Data extracted from a collection:
****************************************

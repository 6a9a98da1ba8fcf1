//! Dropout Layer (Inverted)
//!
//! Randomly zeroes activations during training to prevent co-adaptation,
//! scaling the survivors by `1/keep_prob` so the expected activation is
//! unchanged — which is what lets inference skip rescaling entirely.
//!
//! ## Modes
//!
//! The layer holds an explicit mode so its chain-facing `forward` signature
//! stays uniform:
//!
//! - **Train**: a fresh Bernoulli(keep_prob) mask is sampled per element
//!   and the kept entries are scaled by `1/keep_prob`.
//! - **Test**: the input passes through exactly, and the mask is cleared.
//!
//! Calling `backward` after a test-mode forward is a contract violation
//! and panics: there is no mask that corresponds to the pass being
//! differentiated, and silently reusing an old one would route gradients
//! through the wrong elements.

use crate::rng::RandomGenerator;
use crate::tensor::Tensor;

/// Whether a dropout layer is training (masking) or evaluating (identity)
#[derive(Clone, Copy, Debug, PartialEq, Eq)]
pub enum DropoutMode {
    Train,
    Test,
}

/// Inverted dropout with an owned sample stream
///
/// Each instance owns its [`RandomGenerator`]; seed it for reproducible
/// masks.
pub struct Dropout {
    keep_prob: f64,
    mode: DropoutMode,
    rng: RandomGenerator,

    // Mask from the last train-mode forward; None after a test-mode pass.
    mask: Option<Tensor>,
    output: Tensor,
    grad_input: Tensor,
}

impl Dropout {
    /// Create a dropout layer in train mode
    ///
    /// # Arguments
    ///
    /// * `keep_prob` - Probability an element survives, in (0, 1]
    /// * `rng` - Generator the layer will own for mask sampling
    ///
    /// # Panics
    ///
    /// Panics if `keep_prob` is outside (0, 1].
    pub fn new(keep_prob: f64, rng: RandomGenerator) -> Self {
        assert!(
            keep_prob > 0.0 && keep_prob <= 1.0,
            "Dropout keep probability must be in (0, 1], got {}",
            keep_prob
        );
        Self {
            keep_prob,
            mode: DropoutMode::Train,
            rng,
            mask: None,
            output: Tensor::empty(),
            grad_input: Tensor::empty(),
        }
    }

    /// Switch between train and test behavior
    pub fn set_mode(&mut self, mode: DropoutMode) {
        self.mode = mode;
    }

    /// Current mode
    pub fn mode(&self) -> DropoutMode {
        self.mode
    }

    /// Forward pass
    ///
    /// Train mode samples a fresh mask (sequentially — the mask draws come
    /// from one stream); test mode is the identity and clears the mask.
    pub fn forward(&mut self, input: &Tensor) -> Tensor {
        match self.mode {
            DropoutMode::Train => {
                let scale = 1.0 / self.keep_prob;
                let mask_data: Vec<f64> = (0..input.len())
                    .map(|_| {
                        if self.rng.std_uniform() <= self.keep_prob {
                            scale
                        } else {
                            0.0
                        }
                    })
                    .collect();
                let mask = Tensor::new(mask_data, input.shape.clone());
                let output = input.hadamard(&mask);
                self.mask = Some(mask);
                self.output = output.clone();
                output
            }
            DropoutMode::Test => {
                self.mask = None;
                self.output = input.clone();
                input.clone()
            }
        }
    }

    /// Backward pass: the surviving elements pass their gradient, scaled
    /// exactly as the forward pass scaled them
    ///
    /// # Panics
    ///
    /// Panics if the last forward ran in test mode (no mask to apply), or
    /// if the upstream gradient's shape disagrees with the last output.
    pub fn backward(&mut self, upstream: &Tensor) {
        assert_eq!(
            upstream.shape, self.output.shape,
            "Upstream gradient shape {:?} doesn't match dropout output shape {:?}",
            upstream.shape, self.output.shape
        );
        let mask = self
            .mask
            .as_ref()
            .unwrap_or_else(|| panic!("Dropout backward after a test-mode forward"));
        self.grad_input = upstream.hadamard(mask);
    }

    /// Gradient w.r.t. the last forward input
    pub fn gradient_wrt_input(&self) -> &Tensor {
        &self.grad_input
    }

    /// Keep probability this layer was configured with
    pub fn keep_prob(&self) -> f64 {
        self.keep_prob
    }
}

****************************************

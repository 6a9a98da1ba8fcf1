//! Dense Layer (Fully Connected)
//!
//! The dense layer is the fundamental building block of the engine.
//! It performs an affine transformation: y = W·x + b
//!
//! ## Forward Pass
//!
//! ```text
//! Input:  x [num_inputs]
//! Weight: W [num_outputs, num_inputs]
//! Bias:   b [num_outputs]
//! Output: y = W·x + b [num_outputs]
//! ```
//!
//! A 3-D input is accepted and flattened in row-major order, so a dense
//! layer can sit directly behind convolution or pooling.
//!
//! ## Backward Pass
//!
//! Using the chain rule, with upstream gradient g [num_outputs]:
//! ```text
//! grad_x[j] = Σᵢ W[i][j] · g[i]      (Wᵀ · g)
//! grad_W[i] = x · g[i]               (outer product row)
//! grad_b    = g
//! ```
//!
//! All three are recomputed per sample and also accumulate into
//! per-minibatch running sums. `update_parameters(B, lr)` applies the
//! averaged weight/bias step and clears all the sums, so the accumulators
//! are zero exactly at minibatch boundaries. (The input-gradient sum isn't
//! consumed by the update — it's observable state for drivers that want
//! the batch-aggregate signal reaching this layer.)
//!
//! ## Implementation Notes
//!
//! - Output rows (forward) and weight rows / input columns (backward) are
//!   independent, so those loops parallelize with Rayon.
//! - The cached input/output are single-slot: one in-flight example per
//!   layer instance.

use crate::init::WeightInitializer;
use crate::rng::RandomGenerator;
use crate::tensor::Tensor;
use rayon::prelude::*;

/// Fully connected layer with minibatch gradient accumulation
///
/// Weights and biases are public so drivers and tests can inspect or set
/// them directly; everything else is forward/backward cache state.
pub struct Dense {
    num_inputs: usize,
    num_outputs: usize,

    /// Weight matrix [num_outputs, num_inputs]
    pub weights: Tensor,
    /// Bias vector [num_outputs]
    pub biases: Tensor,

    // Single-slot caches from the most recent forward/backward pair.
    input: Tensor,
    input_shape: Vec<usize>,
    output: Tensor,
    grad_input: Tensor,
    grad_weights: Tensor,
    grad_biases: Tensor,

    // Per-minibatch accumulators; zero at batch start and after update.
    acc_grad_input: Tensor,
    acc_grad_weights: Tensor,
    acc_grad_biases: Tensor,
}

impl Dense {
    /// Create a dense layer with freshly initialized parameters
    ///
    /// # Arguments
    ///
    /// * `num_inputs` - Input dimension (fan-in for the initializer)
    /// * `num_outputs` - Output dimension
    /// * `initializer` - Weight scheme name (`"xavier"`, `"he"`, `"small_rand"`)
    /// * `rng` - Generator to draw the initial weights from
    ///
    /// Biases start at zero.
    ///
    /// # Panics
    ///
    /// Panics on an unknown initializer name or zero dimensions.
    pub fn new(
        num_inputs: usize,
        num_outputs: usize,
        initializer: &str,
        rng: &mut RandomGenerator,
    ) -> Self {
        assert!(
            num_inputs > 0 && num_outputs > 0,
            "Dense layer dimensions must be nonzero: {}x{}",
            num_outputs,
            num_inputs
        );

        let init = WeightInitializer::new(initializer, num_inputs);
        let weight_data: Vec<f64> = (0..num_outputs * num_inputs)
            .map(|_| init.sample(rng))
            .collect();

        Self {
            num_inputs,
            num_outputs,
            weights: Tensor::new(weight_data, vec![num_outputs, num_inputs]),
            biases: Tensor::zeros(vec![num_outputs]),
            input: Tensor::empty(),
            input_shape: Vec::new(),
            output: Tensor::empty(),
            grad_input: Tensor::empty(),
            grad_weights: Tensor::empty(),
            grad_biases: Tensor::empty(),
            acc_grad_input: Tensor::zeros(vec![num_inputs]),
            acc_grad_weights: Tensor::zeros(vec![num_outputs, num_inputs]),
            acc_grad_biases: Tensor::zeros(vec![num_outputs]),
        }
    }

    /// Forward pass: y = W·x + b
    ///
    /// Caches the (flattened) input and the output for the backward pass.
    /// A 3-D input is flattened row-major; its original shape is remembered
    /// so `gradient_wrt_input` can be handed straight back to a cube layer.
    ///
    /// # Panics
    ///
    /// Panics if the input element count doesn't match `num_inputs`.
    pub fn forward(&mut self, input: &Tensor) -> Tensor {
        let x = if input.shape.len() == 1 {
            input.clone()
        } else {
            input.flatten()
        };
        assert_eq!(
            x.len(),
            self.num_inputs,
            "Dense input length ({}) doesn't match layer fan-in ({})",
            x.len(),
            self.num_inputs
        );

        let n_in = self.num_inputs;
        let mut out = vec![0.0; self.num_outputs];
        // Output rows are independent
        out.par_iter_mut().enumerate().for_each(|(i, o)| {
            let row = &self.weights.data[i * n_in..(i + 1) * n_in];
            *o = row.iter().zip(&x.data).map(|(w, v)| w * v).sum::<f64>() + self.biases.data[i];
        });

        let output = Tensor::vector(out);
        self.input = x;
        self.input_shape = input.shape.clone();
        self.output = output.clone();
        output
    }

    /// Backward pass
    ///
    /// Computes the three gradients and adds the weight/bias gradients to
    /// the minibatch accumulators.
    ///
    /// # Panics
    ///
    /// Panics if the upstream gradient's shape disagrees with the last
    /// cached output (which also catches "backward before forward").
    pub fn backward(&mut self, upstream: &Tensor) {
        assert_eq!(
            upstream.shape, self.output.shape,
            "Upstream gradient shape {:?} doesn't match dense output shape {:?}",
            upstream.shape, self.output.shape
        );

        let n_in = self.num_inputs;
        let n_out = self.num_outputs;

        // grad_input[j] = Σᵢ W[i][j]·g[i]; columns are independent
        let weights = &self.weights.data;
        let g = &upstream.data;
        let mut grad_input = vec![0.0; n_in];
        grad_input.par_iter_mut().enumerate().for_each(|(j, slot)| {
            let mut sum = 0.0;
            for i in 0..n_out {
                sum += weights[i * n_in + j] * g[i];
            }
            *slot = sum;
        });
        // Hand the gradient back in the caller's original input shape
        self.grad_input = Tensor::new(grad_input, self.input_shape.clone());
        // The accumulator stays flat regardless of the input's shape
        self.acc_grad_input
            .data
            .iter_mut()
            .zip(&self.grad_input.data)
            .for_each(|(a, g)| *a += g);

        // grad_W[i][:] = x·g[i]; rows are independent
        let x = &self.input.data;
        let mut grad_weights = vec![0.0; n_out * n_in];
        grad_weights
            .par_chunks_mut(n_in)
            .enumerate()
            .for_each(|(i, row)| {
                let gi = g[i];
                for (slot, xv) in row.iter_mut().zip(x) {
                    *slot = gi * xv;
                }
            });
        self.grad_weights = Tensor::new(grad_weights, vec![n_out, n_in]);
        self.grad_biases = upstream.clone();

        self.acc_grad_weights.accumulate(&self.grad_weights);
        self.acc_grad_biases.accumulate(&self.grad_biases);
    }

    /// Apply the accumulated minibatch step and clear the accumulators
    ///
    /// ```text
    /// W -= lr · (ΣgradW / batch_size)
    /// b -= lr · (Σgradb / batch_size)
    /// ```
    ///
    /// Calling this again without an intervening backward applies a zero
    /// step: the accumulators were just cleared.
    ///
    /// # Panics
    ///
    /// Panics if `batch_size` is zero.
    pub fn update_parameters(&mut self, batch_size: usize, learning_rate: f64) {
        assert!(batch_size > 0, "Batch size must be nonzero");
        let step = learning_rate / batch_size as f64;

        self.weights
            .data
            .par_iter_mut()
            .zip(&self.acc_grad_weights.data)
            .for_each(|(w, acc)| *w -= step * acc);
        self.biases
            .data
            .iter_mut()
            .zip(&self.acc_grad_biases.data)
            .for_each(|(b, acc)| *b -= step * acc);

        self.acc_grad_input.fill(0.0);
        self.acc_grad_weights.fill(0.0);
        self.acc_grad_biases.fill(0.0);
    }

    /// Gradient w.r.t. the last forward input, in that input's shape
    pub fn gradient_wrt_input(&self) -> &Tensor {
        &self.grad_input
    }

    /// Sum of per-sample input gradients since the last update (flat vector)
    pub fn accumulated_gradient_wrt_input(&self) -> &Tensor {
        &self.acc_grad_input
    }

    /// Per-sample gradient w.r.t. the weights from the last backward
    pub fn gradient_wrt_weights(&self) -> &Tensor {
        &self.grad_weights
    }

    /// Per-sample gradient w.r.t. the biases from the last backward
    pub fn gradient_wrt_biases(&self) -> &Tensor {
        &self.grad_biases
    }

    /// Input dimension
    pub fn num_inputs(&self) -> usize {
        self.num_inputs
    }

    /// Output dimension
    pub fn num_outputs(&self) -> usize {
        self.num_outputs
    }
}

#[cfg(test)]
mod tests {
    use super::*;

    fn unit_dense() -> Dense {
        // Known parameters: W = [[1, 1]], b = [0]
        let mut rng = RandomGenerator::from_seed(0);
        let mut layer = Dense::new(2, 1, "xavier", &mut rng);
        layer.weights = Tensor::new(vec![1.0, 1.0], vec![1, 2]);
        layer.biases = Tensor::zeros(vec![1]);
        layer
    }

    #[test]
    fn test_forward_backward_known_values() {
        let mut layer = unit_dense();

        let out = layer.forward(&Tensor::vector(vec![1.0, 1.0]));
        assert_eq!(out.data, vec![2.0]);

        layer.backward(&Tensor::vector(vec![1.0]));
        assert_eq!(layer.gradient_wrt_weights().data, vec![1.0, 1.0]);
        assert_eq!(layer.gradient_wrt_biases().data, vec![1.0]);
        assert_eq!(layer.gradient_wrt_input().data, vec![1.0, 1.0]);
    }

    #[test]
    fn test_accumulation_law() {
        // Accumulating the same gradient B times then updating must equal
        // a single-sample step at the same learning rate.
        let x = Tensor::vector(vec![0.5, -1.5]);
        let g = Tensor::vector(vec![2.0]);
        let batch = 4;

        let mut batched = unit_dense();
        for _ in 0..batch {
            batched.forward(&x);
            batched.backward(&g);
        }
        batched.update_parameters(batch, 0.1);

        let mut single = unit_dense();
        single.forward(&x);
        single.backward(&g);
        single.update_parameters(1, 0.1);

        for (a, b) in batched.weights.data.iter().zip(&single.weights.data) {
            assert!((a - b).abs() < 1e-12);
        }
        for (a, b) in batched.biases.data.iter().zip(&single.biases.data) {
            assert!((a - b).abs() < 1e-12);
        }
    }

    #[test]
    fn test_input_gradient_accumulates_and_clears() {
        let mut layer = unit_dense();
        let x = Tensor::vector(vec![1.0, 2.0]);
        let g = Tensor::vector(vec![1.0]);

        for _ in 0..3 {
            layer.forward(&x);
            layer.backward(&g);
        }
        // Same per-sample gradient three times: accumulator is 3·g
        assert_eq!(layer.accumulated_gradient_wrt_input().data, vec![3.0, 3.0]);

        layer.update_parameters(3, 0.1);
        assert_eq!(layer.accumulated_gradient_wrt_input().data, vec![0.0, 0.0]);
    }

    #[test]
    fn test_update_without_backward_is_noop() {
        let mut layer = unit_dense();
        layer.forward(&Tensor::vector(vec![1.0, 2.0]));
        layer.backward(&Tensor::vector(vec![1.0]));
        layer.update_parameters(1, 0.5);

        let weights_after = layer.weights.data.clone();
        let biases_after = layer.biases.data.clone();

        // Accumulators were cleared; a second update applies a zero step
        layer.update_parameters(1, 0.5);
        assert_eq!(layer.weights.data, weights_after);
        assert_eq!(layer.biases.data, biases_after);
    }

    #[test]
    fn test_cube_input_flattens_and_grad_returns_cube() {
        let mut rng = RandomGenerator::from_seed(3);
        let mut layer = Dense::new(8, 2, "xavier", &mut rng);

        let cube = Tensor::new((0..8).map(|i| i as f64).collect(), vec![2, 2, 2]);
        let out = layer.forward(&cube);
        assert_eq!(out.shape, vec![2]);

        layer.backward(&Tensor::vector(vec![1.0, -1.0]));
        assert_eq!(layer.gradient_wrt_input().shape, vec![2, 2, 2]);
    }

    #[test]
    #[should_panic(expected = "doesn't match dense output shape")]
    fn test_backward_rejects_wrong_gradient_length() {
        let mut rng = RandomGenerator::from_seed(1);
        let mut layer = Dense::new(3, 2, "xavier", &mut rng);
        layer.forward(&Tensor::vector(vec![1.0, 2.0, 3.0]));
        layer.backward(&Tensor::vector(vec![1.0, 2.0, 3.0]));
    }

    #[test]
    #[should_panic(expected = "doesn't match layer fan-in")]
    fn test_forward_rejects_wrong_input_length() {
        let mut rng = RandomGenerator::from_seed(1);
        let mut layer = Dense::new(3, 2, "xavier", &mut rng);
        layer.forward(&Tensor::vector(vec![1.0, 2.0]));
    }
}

****************************************

*PROBLEM TO WORK ON*
Your answer should hold every line of the entries that contains the string "cleared".

*ANSWER TO THIS PROBLEM*
//! - **Test**: the input passes through exactly, and the mask is cleared.
    /// step: the accumulators were just cleared.
        // Accumulators were cleared; a second update applies a zero step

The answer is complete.